81 thoughts on “Touching Distances – Anne Cluysenaar

  1. “… Just chance, those of us here, still living, / speaking new languages,…”

    “For now, let me send my future unself a smile”

    I have just read the first two poems (7 & 8 Dec, 2010), and I wonder how I have resisted revisiting this poet after fifty years. Staggered by the magical wordplay that no review can possibly touch, especially with the trite word magical.
    The unself towards a gestalt akin to my Nemonymous? Touching distances, indeed.
    A giant poet as my once literary ‘mother’ to be lifted lightly in now old arms with utter seriousness.

  2. 11 Dec 2010

    A tantalising glimpse of an almost-death of a pekin bantam in an ice tray leaving a bit of itself behind as a sort of cryological soul? Touching distances.
    I leave bits of myself in books that I Gestalt Real-Time Review….?

  3. 15.12.2010

    “…Girl-child not worth full attention.”

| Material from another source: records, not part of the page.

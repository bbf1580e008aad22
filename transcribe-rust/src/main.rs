use anyhow::Result;
use clap::{Parser, Subcommand};
use std::io::Write;
use tracing::{debug, info};

use transcribe_rust::io::{self, fasta::FastaRecord};
use transcribe_rust::logging;
use transcribe_rust::table::{self, CodonIndex, IndexMeta};
use transcribe_rust::transcribe::{self, TranscribeOpt};

/// demo 子命令使用的样例序列
const SAMPLE_SEQUENCES: [&str; 5] = [
    "ATGAGGAGACGGCGATAA",
    "AAAAAAAA",
    "ATGAGGAGACGGCGA",
    "AAAAAAATGGCTGCCGCAGCGTAGAAAAAAA",
    "ATGAGGAGACGGCGXTAA",
];

#[derive(Parser, Debug)]
#[command(name = "transcribe-rust", author, version, about = "Translate DNA into amino-acid codes using a codon table", arg_required_else_help = true)]
struct Cli {
    /// Debug logging (overrides TRANSCRIBE_LOG)
    #[arg(short, long, global = true)]
    verbose: bool,
    #[command(subcommand)]
    command: Commands,
}

#[derive(Subcommand, Debug)]
enum Commands {
    /// Validate a codon table and compile it into an index file
    Index {
        /// Codon table text file
        table: String,
        /// Output prefix for the index file
        #[arg(short, long, default_value = "codons")]
        output: String,
    },
    /// Transcribe sequences
    Run {
        /// Sequences to transcribe
        sequences: Vec<String>,
        /// FASTA file or plain file with one sequence per line
        #[arg(short, long)]
        file: Option<String>,
        /// Codon table text file (built-in standard table if omitted)
        #[arg(long, conflicts_with = "index")]
        table: Option<String>,
        /// Compiled codon index (.cdx)
        #[arg(short = 'i', long = "index")]
        index: Option<String>,
        /// Output path (stdout if omitted)
        #[arg(short, long)]
        out: Option<String>,
        #[arg(short = 't', long = "threads", default_value_t = 1)]
        threads: usize,
    },
    /// Transcribe the built-in sample sequences with the standard table
    Demo,
}

fn main() -> Result<()> {
    let cli = Cli::parse();
    logging::init_tracing(cli.verbose)?;
    match cli.command {
        Commands::Index { table, output } => run_index(&table, &output),
        Commands::Run { sequences, file, table, index, out, threads } => {
            let opt = TranscribeOpt { threads };
            let codon_index = resolve_index(table.as_deref(), index.as_deref())?;
            run_transcribe(&codon_index, sequences, file.as_deref(), out.as_deref(), opt)
        }
        Commands::Demo => {
            let codon_index = table::standard()?;
            let sequences = SAMPLE_SEQUENCES.iter().map(|s| s.to_string()).collect();
            run_transcribe(&codon_index, sequences, None, None, TranscribeOpt::default())
        }
    }
}

fn run_index(table_path: &str, output: &str) -> Result<()> {
    let mut idx = table::load_from_path(table_path)?;
    idx.set_meta(IndexMeta {
        table_file: Some(table_path.to_string()),
        build_args: Some(std::env::args().collect::<Vec<_>>().join(" ")),
        build_timestamp: Some(chrono::Utc::now().to_rfc3339()),
    });

    println!("table: {}", table_path);
    println!("codons: {}", idx.len());
    println!("start codon: {}", idx.start_codon());
    let mut stops: Vec<&str> = idx.stop_codons().iter().map(String::as_str).collect();
    stops.sort_unstable();
    println!("stop codons: {}", stops.join(","));

    let out_path = format!("{}.cdx", output);
    idx.save_to_file(&out_path)
        .map_err(|e| anyhow::anyhow!("cannot write index to '{}': {}", out_path, e))?;
    println!("codon index saved: {}", out_path);
    Ok(())
}

fn resolve_index(table_path: Option<&str>, index_path: Option<&str>) -> Result<CodonIndex> {
    let idx = match (table_path, index_path) {
        (_, Some(p)) => {
            let idx = CodonIndex::load_from_file(p)?;
            debug!(path = p, built = ?idx.meta().build_timestamp, "codon index loaded");
            idx
        }
        (Some(p), None) => table::load_from_path(p)?,
        (None, None) => table::standard()?,
    };
    Ok(idx)
}

fn run_transcribe(
    index: &CodonIndex,
    sequences: Vec<String>,
    file: Option<&str>,
    out_path: Option<&str>,
    opt: TranscribeOpt,
) -> Result<()> {
    let mut records: Vec<FastaRecord> = sequences
        .into_iter()
        .enumerate()
        .map(|(i, seq)| FastaRecord { id: format!("arg{}", i + 1), desc: None, seq })
        .collect();
    if let Some(p) = file {
        records.extend(io::read_sequences_from_path(p)?);
    }
    if records.is_empty() {
        anyhow::bail!("no sequences given; pass them as arguments or with --file");
    }
    info!(sequences = records.len(), start = index.start_codon(), "transcribing");

    let seqs: Vec<&str> = records.iter().map(|r| r.seq.as_str()).collect();
    let outcomes = transcribe::transcribe_batch(&seqs, index, opt)?;

    let mut out_box: Box<dyn Write> = if let Some(p) = out_path {
        let fh = std::fs::File::create(p)
            .map_err(|e| anyhow::anyhow!("cannot create output '{}': {}", p, e))?;
        Box::new(std::io::BufWriter::new(fh))
    } else {
        Box::new(std::io::BufWriter::new(std::io::stdout()))
    };
    transcribe::write_report(&mut out_box, &records, &outcomes)
}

    A telling dwelling, via Borges and chess, uoon the poet’s memory of her seemingly distant father. Touching distances, yet again.
    Today I castled this poem with my rook.

  4. 17/12/2010
    “Overnight snow.”
    Warm bed, laywoman waiting her man to return through the cold, herself listening to Mozart clarinet, visualising cadenzas unwritten but exalting each other.
    This is mighty poetry indeed, to a poetry layman like me, even if a gestalt real-time reviewer of fiction.

  5. 18/12/2010

    Words from those barely remembered dead, ‘jostling’ each other like ‘foreseen’ and ‘unforeseen’, as bell and clapper. This poem rings in my head and I still can’t staunch its resonance.

  6. 21/12/2010


    Significant that I have read this today on the cusp of 21/3/2018.
    Learnt of the simple but surprisingly revealed contrast between menstrual blood and the blood of war.
    Touching distances alongside the ancient Welsh poet Henry Vaughan.

  7. 22/12/2010

    I’ll quote a whole stanza about the poet being looked at by her beloved mischievous cat, as I found it very striking as the apotheosis of ‘touching distances’ in a human sense …

    “It’s like being looked at by time, unconscious,
    ancestral, alien — by the cats who bred her
    near the pyramids, in a world as real
    as ours will be, when we’re all gone.”

  8. 1 Jan 2011

    The durability of a smell throughout future’s changes. The smell of summer’s hay in winter. Hey, that is somewhat sad. Crisp enjambment breaking the smooth and even prose.

  9. 3 Jan 2011

    Of a shrimp’s synchronicity.
    Resonated with my recent liaison with The Shape of Water via Caitlín R Kiernan and Priya Sharma. For my reviews of these authors (or indeed of any authors of whom you want to read my gestalt real-time review), simply google ‘their name’ and ‘gestalt’. It almost always works.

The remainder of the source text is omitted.